If you asked fans to nominate their player of the year, there would be a long list of candidates. Steve Harper has been brilliant in goal but not hugely overworked. Jose Enrique and Fabricio Coloccini have been solid in defence, Kevin Nolan has scored a lot of goals, but then so, too, have Andy Carroll and Peter Lovenkrands whilst Jonas Gutierrez has added something different to the side, and no it’s not Spiderman.
That collective spirit has been epitomised by Chris Hughton. The Newcastle manager has been a credit since stepping into a role he was initially uncomfortable filling, but he gives so little away in public that it is impossible to say precisely what makes him tick. Among the club’s hierarchy, there have been fewer gaffes than previously, fewer arrogant pronouncements.
After all those years of self-inflicted mishap, it has been precisely what Newcastle have needed; no controversy, few negative headlines and an opportunity to remodel themselves away from the glare of publicity. Team spirit, rarely a feature of life on Tyneside, has been key; it is something the players and management have talked up repeatedly.
That has been their story, but Newcastle cannot escape history, however much they might wish to. Any incident in training, on the pitch, in the city, offers an opportunity to dredge up memories of Joey Barton, Kieron Dyer and Lee Bowyer, Craig Bellamy and countless others. However much they might have moved on, they once again become ‘fight club’, ‘loony Toons’ and all those other clichés.
With one punch from Andy Carroll and one broken jaw for Steven Taylor, their mystery has been blown. It is unfair on loyal supporters who have stuck with their team through the tough times and on those players who have knuckled down and restored their reputations. It is also a test of their spirit. Every challenge which has presented itself has, thus far, been tackled manfully, but from here on in, every movement will be scrutinised.
The dispute between Carroll and Steven Taylor, however grubby and unpleasant, is not representative of Newcastle. It is representative of all the old things – too much, too young, ego, self-importance and money –they cannot escape their history, but what they can do is shape their own future.
Another example of how close footballers tread the fine line between composure and over exuberance arrived last weekend when Reading defender Matt Mills reacted angrily towards his own fans which was a disgrace. Supporters pay their hard earned money to travel across the length of the country to watch their beloved team and therefore have a right to voice their opinions.

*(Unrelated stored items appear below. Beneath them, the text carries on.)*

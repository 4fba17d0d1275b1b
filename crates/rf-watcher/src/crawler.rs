//! The input directory crawler.
//!
//! [`Crawler`] keeps a [`PendingQueue`] of input files in sync with the
//! watched directory and tells the consumer, over a [`Notices`] channel,
//! when files are waiting.
//!
//! # Architecture
//!
//! ```text
//! ┌──────────────────────┐  unbounded   ┌───────────────────────────────┐
//! │ RecommendedWatcher   │ ───────────► │ debounce loop (tokio task)    │
//! │ (notify thread)      │   events     │  classify → queue             │
//! └──────────────────────┘              │  re-arm deadline              │
//!                                       │  deadline → Notice (coalesced)│
//!   resume() ── Rearm ────────────────► │                               │
//!   stop()   ── shutdown (oneshot) ───► └──────────────┬────────────────┘
//!                                                      │ try_send
//!                                                      ▼
//!                                       Notices (capacity 1) → worker
//! ```
//!
//! # Usage
//!
//! ```no_run
//! use rf_core::WatchConfig;
//! use rf_watcher::Crawler;
//!
//! # async fn example() -> Result<(), rf_watcher::WatchError> {
//! let (mut crawler, mut notices) = Crawler::new("/data/in", &WatchConfig::default());
//! crawler.start().await?;
//!
//! while notices.recv().await.is_some() {
//!     while let Some(input) = crawler.next_pending() {
//!         println!("ready: {input}");
//!     }
//! }
//! # Ok(())
//! # }
//! ```

use std::sync::Arc;
use std::sync::atomic::{AtomicBool, Ordering};

use camino::{Utf8Path, Utf8PathBuf};
use notify::{RecommendedWatcher, RecursiveMode, Watcher};
use rf_core::{InputName, WatchConfig};
use tokio::sync::{mpsc, oneshot};
use tokio::task::JoinHandle;
use tokio::time::{Duration, Instant, sleep_until};

use crate::error::WatchError;
use crate::events::{QueueChange, classify};
use crate::filter::{FileFilter, InputFileFilter};
use crate::queue::PendingQueue;

/// Notice channel capacity. One waiting notice is enough to wake the
/// consumer, so further notices are coalesced into it.
const NOTICE_CAPACITY: usize = 1;

/// A signal that input files are waiting in the queue.
#[derive(Debug, Clone, Copy, PartialEq, Eq)]
pub struct Notice {
    /// Queue length when the notice was sent.
    pub pending: usize,
}

/// Receiving end of the crawler's availability notices.
///
/// The channel closes when the crawler is shut down or dropped.
#[derive(Debug)]
pub struct Notices {
    rx: mpsc::Receiver<Notice>,
}

impl Notices {
    /// Waits for the next notice. Returns `None` once the crawler is gone.
    pub async fn recv(&mut self) -> Option<Notice> {
        self.rx.recv().await
    }

    /// Blocking variant of [`recv`](Self::recv) for use on a blocking thread.
    ///
    /// Must not be called from within an async context.
    pub fn blocking_recv(&mut self) -> Option<Notice> {
        self.rx.blocking_recv()
    }

    /// Takes a waiting notice without blocking.
    pub fn try_recv(&mut self) -> Result<Notice, mpsc::error::TryRecvError> {
        self.rx.try_recv()
    }
}

/// Messages from the crawler handle to its debounce loop.
#[derive(Debug, Clone, Copy)]
enum Control {
    Rearm,
}

/// State shared between the crawler handle and its debounce loop.
struct Shared<F> {
    directory: Utf8PathBuf,
    extension: String,
    debounce: Duration,
    filter: F,
    queue: PendingQueue,
    paused: AtomicBool,
    notice_tx: mpsc::Sender<Notice>,
}

impl<F: FileFilter> Shared<F> {
    /// Queues `path` if it passes the filter. Returns `true` if the path is
    /// an input file, whether or not it was already queued.
    fn enqueue(&self, path: Utf8PathBuf) -> bool {
        if !self.filter.should_process(&path) {
            tracing::trace!(path = %path, "Ignoring non-input file");
            return false;
        }
        let Some(input) = InputName::parse(path, &self.extension) else {
            return false;
        };
        let path = input.path().to_owned();
        if self.queue.push_unique(input) {
            tracing::debug!(path = %path, pending = self.queue.len(), "File enqueued");
        }
        true
    }

    fn remove(&self, path: &Utf8Path) {
        if self.queue.remove(path) {
            tracing::debug!(path = %path, pending = self.queue.len(), "File removed from queue");
        }
    }

    /// Applies one raw event. Returns `true` if the debounce timer should be
    /// (re)armed.
    fn apply(&self, event: &notify::Event) -> bool {
        let mut rearm = false;
        for change in classify(event) {
            match change {
                QueueChange::Enqueue(path) => rearm |= self.enqueue(path),
                QueueChange::Remove(path) => self.remove(&path),
            }
        }
        rearm
    }

    /// Sends a notice if files are waiting and notices are enabled.
    fn notify(&self) {
        if self.paused.load(Ordering::Acquire) {
            tracing::trace!("Crawler paused, notice withheld");
            return;
        }
        let pending = self.queue.len();
        if pending == 0 {
            return;
        }
        match self.notice_tx.try_send(Notice { pending }) {
            Ok(()) => tracing::debug!(pending, "Notice sent"),
            Err(mpsc::error::TrySendError::Full(_)) => {
                tracing::trace!(pending, "Notice already waiting");
            }
            Err(mpsc::error::TrySendError::Closed(_)) => {
                tracing::debug!("Notice receiver dropped");
            }
        }
    }
}

/// Handles of a started crawler.
struct Running {
    /// Dropping the watcher stops the notify thread.
    _watcher: RecommendedWatcher,
    shutdown_tx: Option<oneshot::Sender<()>>,
    control_tx: mpsc::UnboundedSender<Control>,
    task_handle: JoinHandle<()>,
}

/// Watches one directory and queues the input files that appear in it.
///
/// # Lifecycle
///
/// 1. **Creation**: [`Crawler::new`] returns the crawler and its [`Notices`]
///    receiver. Nothing is watched yet.
///
/// 2. **Start**: [`Crawler::start`] lists the directory, queues every input
///    file, starts watching, and sends a notice if anything was queued.
///
/// 3. **Pause / resume**: gate notices only. The queue keeps tracking the
///    directory while paused.
///
/// 4. **Stop / shutdown**: [`Crawler::stop`] stops watching and empties the
///    queue; a later `start` re-lists the directory. [`Crawler::shutdown`]
///    also closes the notice channel. Dropping the crawler signals the loop
///    to stop as well.
pub struct Crawler<F: FileFilter = InputFileFilter> {
    shared: Arc<Shared<F>>,
    running: Option<Running>,
}

impl<F: FileFilter> std::fmt::Debug for Crawler<F> {
    fn fmt(&self, f: &mut std::fmt::Formatter<'_>) -> std::fmt::Result {
        f.debug_struct("Crawler")
            .field("directory", &self.shared.directory)
            .field("pending", &self.shared.queue.len())
            .field("paused", &self.is_paused())
            .field("is_running", &self.is_running())
            .finish_non_exhaustive()
    }
}

impl Crawler<InputFileFilter> {
    /// Creates a crawler for `directory` accepting input files with the
    /// configured extension.
    pub fn new(directory: impl Into<Utf8PathBuf>, config: &WatchConfig) -> (Self, Notices) {
        Self::with_filter(directory, config, InputFileFilter::new(config.extension.as_str()))
    }
}

impl<F: FileFilter> Crawler<F> {
    /// Creates a crawler with an additional filter. Files must pass the
    /// filter and follow the input naming convention to be queued.
    pub fn with_filter(
        directory: impl Into<Utf8PathBuf>,
        config: &WatchConfig,
        filter: F,
    ) -> (Self, Notices) {
        let (notice_tx, rx) = mpsc::channel(NOTICE_CAPACITY);
        let shared = Arc::new(Shared {
            directory: directory.into(),
            extension: config.extension.trim_start_matches('.').to_owned(),
            debounce: config.debounce(),
            filter,
            queue: PendingQueue::new(),
            paused: AtomicBool::new(false),
            notice_tx,
        });
        (
            Self {
                shared,
                running: None,
            },
            Notices { rx },
        )
    }

    /// Starts crawling.
    ///
    /// A missing directory leaves the crawler idle; this is logged and is not
    /// an error. Starting a running crawler restarts it.
    ///
    /// # Errors
    ///
    /// Returns [`WatchError::Io`] if the directory cannot be resolved and
    /// [`WatchError::Notify`] if the watcher cannot be started.
    pub async fn start(&mut self) -> Result<(), WatchError> {
        if self.running.is_some() {
            self.stop().await;
        }

        let directory = &self.shared.directory;
        if !directory.is_dir() {
            tracing::warn!(path = %directory, "Input directory does not exist, crawler idle");
            return Ok(());
        }
        let canonical = directory
            .canonicalize_utf8()
            .map_err(|source| WatchError::io(directory.clone(), source))?;

        self.shared.queue.clear();

        let (event_tx, event_rx) = mpsc::unbounded_channel();
        let mut watcher = notify::recommended_watcher(move |result: notify::Result<notify::Event>| {
            // The loop may already be gone during shutdown.
            let _ = event_tx.send(result);
        })?;
        watcher.watch(canonical.as_std_path(), RecursiveMode::NonRecursive)?;

        for path in list_directory(&canonical) {
            self.shared.enqueue(path);
        }

        let (shutdown_tx, shutdown_rx) = oneshot::channel();
        let (control_tx, control_rx) = mpsc::unbounded_channel();
        let task_handle = tokio::spawn(run_debounce_loop(
            Arc::clone(&self.shared),
            event_rx,
            control_rx,
            shutdown_rx,
        ));

        self.running = Some(Running {
            _watcher: watcher,
            shutdown_tx: Some(shutdown_tx),
            control_tx,
            task_handle,
        });

        tracing::info!(
            path = %canonical,
            pending = self.shared.queue.len(),
            "Crawler started"
        );

        self.shared.notify();
        Ok(())
    }

    /// Stops watching and empties the queue.
    pub async fn stop(&mut self) {
        if let Some(mut running) = self.running.take() {
            if let Some(tx) = running.shutdown_tx.take() {
                let _ = tx.send(());
            }
            if let Err(error) = running.task_handle.await {
                tracing::warn!(error = %error, "Crawler loop ended abnormally");
            }
            tracing::info!(path = %self.shared.directory, "Crawler stopped");
        }
        self.shared.queue.clear();
    }

    /// Stops the crawler and closes the notice channel.
    pub async fn shutdown(mut self) {
        self.stop().await;
    }

    /// Withholds notices until [`resume`](Self::resume) is called.
    pub fn pause(&self) {
        if !self.shared.paused.swap(true, Ordering::AcqRel) {
            tracing::info!(path = %self.shared.directory, "Crawler paused");
        }
    }

    /// Re-enables notices. If the crawler is running, the debounce timer is
    /// re-armed so files queued while paused produce a notice after one
    /// debounce interval.
    pub fn resume(&self) {
        if self.shared.paused.swap(false, Ordering::AcqRel) {
            tracing::info!(path = %self.shared.directory, "Crawler resumed");
        }
        if let Some(running) = &self.running {
            if running.control_tx.send(Control::Rearm).is_err() {
                tracing::warn!(error = %WatchError::ChannelClosed, "Could not re-arm crawler");
            }
        }
    }

    /// Returns `true` if notices are withheld.
    #[must_use]
    pub fn is_paused(&self) -> bool {
        self.shared.paused.load(Ordering::Acquire)
    }

    /// Returns `true` if the crawler is watching its directory.
    #[must_use]
    pub fn is_running(&self) -> bool {
        self.running
            .as_ref()
            .is_some_and(|running| !running.task_handle.is_finished())
    }

    /// Returns `true` if input files are waiting.
    #[must_use]
    pub fn has_pending(&self) -> bool {
        !self.shared.queue.is_empty()
    }

    /// Takes the next waiting input file.
    pub fn next_pending(&self) -> Option<InputName> {
        self.shared.queue.pop()
    }

    /// A handle to the pending queue, for consumers on other threads.
    #[must_use]
    pub fn queue(&self) -> PendingQueue {
        self.shared.queue.clone()
    }

    /// The directory this crawler watches, as configured.
    #[must_use]
    pub fn directory(&self) -> &Utf8Path {
        &self.shared.directory
    }
}

impl<F: FileFilter> Drop for Crawler<F> {
    fn drop(&mut self) {
        if let Some(running) = self.running.as_mut() {
            if let Some(tx) = running.shutdown_tx.take() {
                let _ = tx.send(());
            }
        }
    }
}

/// Lists the input files currently in `directory`, in file name order.
///
/// Used for one-shot runs that process what is present and exit.
///
/// # Errors
///
/// Returns [`WatchError::Io`] if the directory cannot be resolved.
pub fn scan_inputs(directory: &Utf8Path, extension: &str) -> Result<Vec<InputName>, WatchError> {
    let canonical = directory
        .canonicalize_utf8()
        .map_err(|source| WatchError::io(directory, source))?;
    Ok(list_directory(&canonical)
        .into_iter()
        .filter_map(|path| InputName::parse(path, extension))
        .collect())
}

/// Regular files directly inside `directory`, sorted by name.
fn list_directory(directory: &Utf8Path) -> Vec<Utf8PathBuf> {
    let walker = ignore::WalkBuilder::new(directory)
        .max_depth(Some(1))
        .standard_filters(false)
        .sort_by_file_name(|a, b| a.cmp(b))
        .build();

    let mut paths = Vec::new();
    for entry in walker {
        let entry = match entry {
            Ok(entry) => entry,
            Err(error) => {
                tracing::warn!(path = %directory, error = %error, "Skipping unreadable entry");
                continue;
            }
        };
        if entry.depth() == 0 || !entry.file_type().is_some_and(|kind| kind.is_file()) {
            continue;
        }
        match Utf8PathBuf::from_path_buf(entry.into_path()) {
            Ok(path) => paths.push(path),
            Err(path) => {
                let error = WatchError::non_utf8_path(path);
                tracing::warn!(error = %error, "Skipping directory entry");
            }
        }
    }
    paths
}

/// Applies file events to the queue and sends a notice once events have
/// been quiet for one debounce interval.
async fn run_debounce_loop<F: FileFilter>(
    shared: Arc<Shared<F>>,
    mut event_rx: mpsc::UnboundedReceiver<notify::Result<notify::Event>>,
    mut control_rx: mpsc::UnboundedReceiver<Control>,
    mut shutdown_rx: oneshot::Receiver<()>,
) {
    let mut deadline: Option<Instant> = None;

    loop {
        tokio::select! {
            _ = &mut shutdown_rx => break,
            Some(result) = event_rx.recv() => match result {
                Ok(event) => {
                    if shared.apply(&event) {
                        deadline = Some(Instant::now() + shared.debounce);
                    }
                }
                Err(error) => tracing::warn!(error = %error, "File watcher error"),
            },
            Some(Control::Rearm) = control_rx.recv() => {
                deadline = Some(Instant::now() + shared.debounce);
            }
            () = sleep_until(deadline.unwrap_or_else(Instant::now)), if deadline.is_some() => {
                deadline = None;
                shared.notify();
            }
        }
    }
}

I can understand players when they say ‘we’re only doing our best’ but sometimes their best is not good enough. They should not take their frustration out on their own fans; they are professional footballers who get paid thousands of pounds of week. They should learn to deal with the criticism and get on with the game.
Pleasingly, Mills accepted that he was in the wrong for the way he reacted and his apology to the Reading fans sounds like it was well received. But if more poor performances were to emerge, then I’m sure Reading’s fans will not hesitate in voicing their frustration once again.